= Lawrence Stark =

American neurologist

Lawrence W. Stark (February 21, 1926 – October 22, 2004) was an American neurologist and a recognized authority in the use of engineering analysis to characterize neurological systems. He was a longtime professor of physiological optics and engineering at the University of California, Berkeley.
Stark was born to a Jewish family in Brooklyn, New York. His father Edward Stark was a chemical engineer trained at Massachusetts Institute of Technology, and Lawrence credited his early interest in engineering to him.

==Career==
Stark graduated from Columbia University in 1945 with majors in English, biology, and zoology. He received his M.D. in 1948 from Albany Medical College. He worked at Oxford and Yale and as a doctor in the U.S. Navy during the Korean War. From 1960 to 1965, he was head of the neurology section in the Center for Communication Sciences at MIT. In 1965, he became chairman of the biomedical engineering department at the University of Illinois-Chicago. In 1968, he went to UC-Berkeley, where he remained until his retirement in 1994.
An occasional conference on Vision and Movement in Man and Machine is held, and they are nicknamed Starkfest, according to conference organizer John Semmlow of Rutgers University, who was one of Stark's students at both UIC and Berkeley. Stark was a Guggenheim Fellow in 1968.
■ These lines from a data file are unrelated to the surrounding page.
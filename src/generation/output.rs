//! Corpus files.
//!
//! `<db>_train.nl` / `<db>_train.sql` hold one sample per line, aligned by
//! line number; `train.json` holds the records. With a validation split the
//! shuffled head of both goes to `<db>_val.*` and `dev.json`.

use std::fs;
use std::io::Write;
use std::path::{Path, PathBuf};

use rand::seq::SliceRandom;
use rand::Rng;
use serde::Serialize;

use super::{GenerationError, GenerationResult, Generator, Sample};

/// Paths written by [`Generator::write_output`].
#[derive(Debug, Clone, Default, PartialEq, Eq)]
pub struct OutputFiles {
    pub train: Vec<PathBuf>,
    pub validation: Vec<PathBuf>,
}

fn io_error(path: &Path) -> impl FnOnce(std::io::Error) -> GenerationError + '_ {
    move |source| GenerationError::Io {
        path: path.to_path_buf(),
        source,
    }
}

/// Shuffle and split off the first `fraction` of `items`.
fn split_off_head<T, R: Rng>(items: &mut Vec<T>, fraction: f64, rng: &mut R) -> Vec<T> {
    items.shuffle(rng);
    let split = ((fraction * items.len() as f64) as usize).min(items.len());
    let rest = items.split_off(split);
    std::mem::replace(items, rest)
}

fn write_pairs(dir: &Path, stem: &str, samples: &[Sample]) -> GenerationResult<Vec<PathBuf>> {
    let nl_path = dir.join(format!("{stem}.nl"));
    let sql_path = dir.join(format!("{stem}.sql"));
    let mut nl = fs::File::create(&nl_path).map_err(io_error(&nl_path))?;
    let mut sql = fs::File::create(&sql_path).map_err(io_error(&sql_path))?;
    for sample in samples {
        writeln!(nl, "{}", sample.nl).map_err(io_error(&nl_path))?;
        writeln!(sql, "{}", sample.sql).map_err(io_error(&sql_path))?;
    }
    Ok(vec![nl_path, sql_path])
}

fn write_json<T: Serialize>(path: PathBuf, items: &[T]) -> GenerationResult<PathBuf> {
    let json = serde_json::to_string_pretty(items).map_err(|e| GenerationError::Io {
        path: path.clone(),
        source: e.into(),
    })?;
    fs::write(&path, json).map_err(io_error(&path))?;
    Ok(path)
}

impl Generator {
    /// Write the corpus into `dir`, creating it if needed.
    pub fn write_output(&mut self, dir: &Path) -> GenerationResult<OutputFiles> {
        if self.samples.is_empty() {
            return Err(GenerationError::Empty);
        }
        fs::create_dir_all(dir).map_err(io_error(dir))?;
        tracing::info!(dir = %dir.display(), "writing corpus");

        let db = self.settings.db.clone();
        let split = self.settings.validation_split;
        let mut files = OutputFiles::default();

        let mut samples = self.samples.clone();
        let mut records = self.records.clone();
        if split > 0.0 {
            let val_samples = split_off_head(&mut samples, split, &mut self.rng);
            let val_records = split_off_head(&mut records, split, &mut self.rng);
            files.validation = write_pairs(dir, &format!("{db}_val"), &val_samples)?;
            files
                .validation
                .push(write_json(dir.join("dev.json"), &val_records)?);
        }

        files.train = write_pairs(dir, &format!("{db}_train"), &samples)?;
        files.train.push(write_json(dir.join("train.json"), &records)?);

        tracing::info!("finished output");
        Ok(files)
    }
}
==Scientific contributions==
Dr. Stark was best known for his research on the control of eye movements. He pioneered the application of Control Theory to neurological systems with his study in the 1950s and 1960s of the pupillary light reflex. He later studied the saccade (fast discrete changes of gaze) and the accommodation of the eye's focus.

He trained many Ph.D. students, primarily in the fields of bioengineering and physiological optics (better known as visual neuroscience). He advised David Reinkensmeyer at Berkeley.

==Personal life==
Stark was the brother of civil rights activist Matthew Stark. Stark was married and divorced twice and had three daughters. He died in Berkeley in 2004 and is buried in Dutch Flat, California.